Neighbours are supposed to know each other. The neighbourhood is that part of the otherwise anonymous cityscape, where one is recognised, or where the subject is hailed. Neighbours can encounter each other without technical mediation; they meet and greet face to face, everything is within walking distance; Such a more or less homogenous local environment is ruled by specific circumstances that are characterised precisely by the fact that they are not globally valid, that are not exchangeable or even communicable. It is grounded in the production of a self that claims the right to the given territory: to be exactly and exclusively here, often as a result of ownership or property.
But this idealised notion of a setting and the staging for the production of ‘everyday life’ on the threshold of public and private space, needs to be governed by an archaic rule that prevents the self from selfishness: watch out for the neighbour and "love him or her as yourself!" The Golden Rule of ethical reciprocity and fair play – -doing as one would be done by – treats the neighbour as the "other", who then becomes universal. The homogenisation of a local environment as a ‘neighbourhood’ then correlates with the moral purification of a community, a people, or humankind.

What we can see in the video project Al Jaar Qabla al Daar, is a neighbourhood in a state of permanent crisis. Spatial proximity does not produce any sense of community, but does the opposite. What was private space becomes public; what was private life becomes political. Al Jaar Qabla Al Daar sets out to reverse engineer the neighbourhood as a machine for self-monitoring and surveillance, one that normally turns contingency into consistency and the visible into the sensible. Here the neighbourhood can only be encountered through a technological device that produces closeness and remoteness, which would otherwise remain entirely abstract. The constant zooming in and zooming out of the camera constitutes a rather peculiar artificiality of the picture: operational by a factor X that multiplies the amount of detailed information at the price of context. This is a regime of visibility that promises to provide access to what would otherwise, and in the true sense of the word, be inaccessible, since one would not be allowed to go there, or know how to understand what is going on.

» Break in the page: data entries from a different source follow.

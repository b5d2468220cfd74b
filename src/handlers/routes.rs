// API route handlers for the gateway
//
// Each handler validates its query parameters, makes exactly one upstream
// call and reshapes the result. Adapter failures come back as values and are
// mapped to a status code by `GatewayError`.

use std::future::Future;
use std::time::Instant;

use actix_web::error::QueryPayloadError;
use actix_web::{get, web, HttpRequest, HttpResponse, ResponseError};
use log::{debug, error, warn};

use crate::error::GatewayError;
use crate::handlers::params::QueryParams;
use crate::metrics::Metrics;
use crate::models::{
    HealthResponse, ThumbnailResponse, TitleResponse, TranscriptInfo, TranscriptListResponse,
    TranscriptResponse,
};
use crate::upstream::{UpstreamError, Upstreams};

/// Language list used when a request names none
pub const DEFAULT_LANGUAGES: [&str; 1] = ["en"];

const METADATA_PROVIDER: &str = "youtube_data";
const TRANSCRIPT_PROVIDER: &str = "youtube_transcripts";

type Query = web::Query<Vec<(String, String)>>;

/// Await one adapter call and count its outcome
async fn observe_upstream<T, F>(metrics: &Metrics, provider: &str, call: F) -> Result<T, UpstreamError>
where
    F: Future<Output = Result<T, UpstreamError>>,
{
    let result = call.await;
    let outcome = match &result {
        Ok(_) => "ok",
        Err(e) => e.kind(),
    };
    metrics.record_upstream_call(provider, outcome).await;
    result
}

/// Log and record the outcome of one request
async fn finish(
    metrics: &Metrics,
    endpoint: &str,
    start_time: Instant,
    result: Result<HttpResponse, GatewayError>,
) -> Result<HttpResponse, GatewayError> {
    let status = match &result {
        Ok(response) => response.status(),
        Err(e) => {
            let status = e.status_code();
            if status.is_server_error() {
                error!("{} failed: {}", endpoint, e);
            } else {
                warn!("{} rejected: {}", endpoint, e);
            }
            status
        }
    };

    let duration = start_time.elapsed().as_secs_f64();
    metrics
        .record_http_request(endpoint, "GET", status.as_str(), duration)
        .await;
    result
}

/// Liveness endpoint, served without an API key
#[get("/health")]
pub async fn health(metrics: web::Data<Metrics>) -> HttpResponse {
    let start_time = Instant::now();
    let response = HttpResponse::Ok().json(HealthResponse::default());
    finish(&metrics, "/health", start_time, Ok(response))
        .await
        .unwrap_or_else(|e| e.error_response())
}

/// Title of a video
#[get("/get_title")]
pub async fn get_title(
    query: Query,
    upstreams: web::Data<Upstreams>,
    metrics: web::Data<Metrics>,
) -> Result<HttpResponse, GatewayError> {
    let start_time = Instant::now();
    let result = async {
        let params = QueryParams::from(query.into_inner());
        let video_id = params.required("video_id")?;

        let snippet = observe_upstream(
            &metrics,
            METADATA_PROVIDER,
            upstreams.metadata.video_snippet(&video_id),
        )
        .await?;

        Ok::<_, GatewayError>(HttpResponse::Ok().json(TitleResponse {
            title: snippet.title,
        }))
    }
    .await;

    finish(&metrics, "/get_title", start_time, result).await
}

/// Thumbnail set of a video, passed through from the provider
#[get("/get_thumbnail")]
pub async fn get_thumbnail(
    query: Query,
    upstreams: web::Data<Upstreams>,
    metrics: web::Data<Metrics>,
) -> Result<HttpResponse, GatewayError> {
    let start_time = Instant::now();
    let result = async {
        let params = QueryParams::from(query.into_inner());
        let video_id = params.required("video_id")?;

        let snippet = observe_upstream(
            &metrics,
            METADATA_PROVIDER,
            upstreams.metadata.video_snippet(&video_id),
        )
        .await?;

        Ok::<_, GatewayError>(HttpResponse::Ok().json(ThumbnailResponse {
            thumbnails: snippet.thumbnails,
        }))
    }
    .await;

    finish(&metrics, "/get_thumbnail", start_time, result).await
}

/// Transcript in the first available language of `languages`
///
/// Query: `video_id` (required), `languages` (repeatable, default `en`),
/// `preserve_formatting` (default false).
#[get("/get_transcript")]
pub async fn get_transcript(
    query: Query,
    upstreams: web::Data<Upstreams>,
    metrics: web::Data<Metrics>,
) -> Result<HttpResponse, GatewayError> {
    let start_time = Instant::now();
    let result = async {
        let params = QueryParams::from(query.into_inner());
        let video_id = params.required("video_id")?;
        let languages = params.list_or("languages", &DEFAULT_LANGUAGES);
        let preserve_formatting = params.flag_or("preserve_formatting", false)?;

        debug!(
            "Fetching transcript for {} in {:?} (preserve_formatting={})",
            video_id, languages, preserve_formatting
        );

        let fetched = observe_upstream(
            &metrics,
            TRANSCRIPT_PROVIDER,
            upstreams
                .transcripts
                .fetch(&video_id, &languages, preserve_formatting),
        )
        .await?;

        Ok::<_, GatewayError>(HttpResponse::Ok().json(TranscriptResponse::from(fetched)))
    }
    .await;

    finish(&metrics, "/get_transcript", start_time, result).await
}

/// Every transcript available for a video
#[get("/list_transcripts")]
pub async fn list_transcripts(
    query: Query,
    upstreams: web::Data<Upstreams>,
    metrics: web::Data<Metrics>,
) -> Result<HttpResponse, GatewayError> {
    let start_time = Instant::now();
    let result = async {
        let params = QueryParams::from(query.into_inner());
        let video_id = params.required("video_id")?;

        let list = observe_upstream(
            &metrics,
            TRANSCRIPT_PROVIDER,
            upstreams.transcripts.list_transcripts(&video_id),
        )
        .await?;

        let transcripts = list.iter().map(TranscriptInfo::from).collect();
        Ok::<_, GatewayError>(HttpResponse::Ok().json(TranscriptListResponse { transcripts }))
    }
    .await;

    finish(&metrics, "/list_transcripts", start_time, result).await
}

/// Machine translation of the first available source transcript
///
/// Query: `video_id` and `target_language` (required), `source_languages`
/// (repeatable, default `en`).
#[get("/translate_transcript")]
pub async fn translate_transcript(
    query: Query,
    upstreams: web::Data<Upstreams>,
    metrics: web::Data<Metrics>,
) -> Result<HttpResponse, GatewayError> {
    let start_time = Instant::now();
    let result = async {
        let params = QueryParams::from(query.into_inner());
        let video_id = params.required("video_id")?;
        let target_language = params.required("target_language")?;
        let source_languages = params.list_or("source_languages", &DEFAULT_LANGUAGES);

        let fetched = observe_upstream(
            &metrics,
            TRANSCRIPT_PROVIDER,
            upstreams
                .transcripts
                .translate(&video_id, &source_languages, &target_language),
        )
        .await?;

        Ok::<_, GatewayError>(HttpResponse::Ok().json(TranscriptResponse::from(fetched)))
    }
    .await;

    finish(&metrics, "/translate_transcript", start_time, result).await
}

/// Metrics in the exporter's text format
#[get("/metrics")]
pub async fn metrics_endpoint(metrics: web::Data<Metrics>) -> Result<HttpResponse, GatewayError> {
    let data = metrics.export().await?;
    Ok(HttpResponse::Ok()
        .content_type("text/plain; version=0.0.4; charset=utf-8")
        .body(data))
}

fn query_error_handler(err: QueryPayloadError, req: &HttpRequest) -> actix_web::Error {
    warn!("Malformed query string on {}: {}", req.path(), err);
    GatewayError::invalid_request(format!("Invalid query string: {}", err)).into()
}

/// Register every route and the shared query extractor settings
pub fn configure_routes(cfg: &mut web::ServiceConfig) {
    cfg.app_data(web::QueryConfig::default().error_handler(query_error_handler))
        .service(health)
        .service(get_title)
        .service(get_thumbnail)
        .service(get_transcript)
        .service(list_transcripts)
        .service(translate_transcript)
        .service(metrics_endpoint);
}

The results are profane and deconsecrated icons that map lost properties as robbed and removed social relationships. And this is everything but self-explanatory: one needs a speech that goes against the grain of the all too obvious status quo. A speech that reads out the secrets of dispossession and renders every property decipherable as an appropriation; that is twisted and oblique, but nevertheless takes place in the first person.
It is the iconic quality of the pictures, their status as operational images, that marks the impossibility to make "a film" in the first place. The neighbourhood is scattered and inaccessible, the neighbour is turning out to be a monster. Going beyond the technical misuse of surveillance technologies, the filming methods open up to new potentials: a house becomes a support for a camera, a sort of tripod built from stones. The petrified position of the camera only allows movements on a fragile surface of the image. It is not possible to change the perspective and switch from one self to another.
There is an unforeseeable and incalculable quality of the material itself: the self-centeredness of the picture does not pretend to include or exclude anything or anyone; it can be virtually anywhere. It opens up a third realm that is neither subjective nor objective, a space which may be characterised by a new, radical form of hospitality that could allow us to escape the discourses of property, security and paranoia.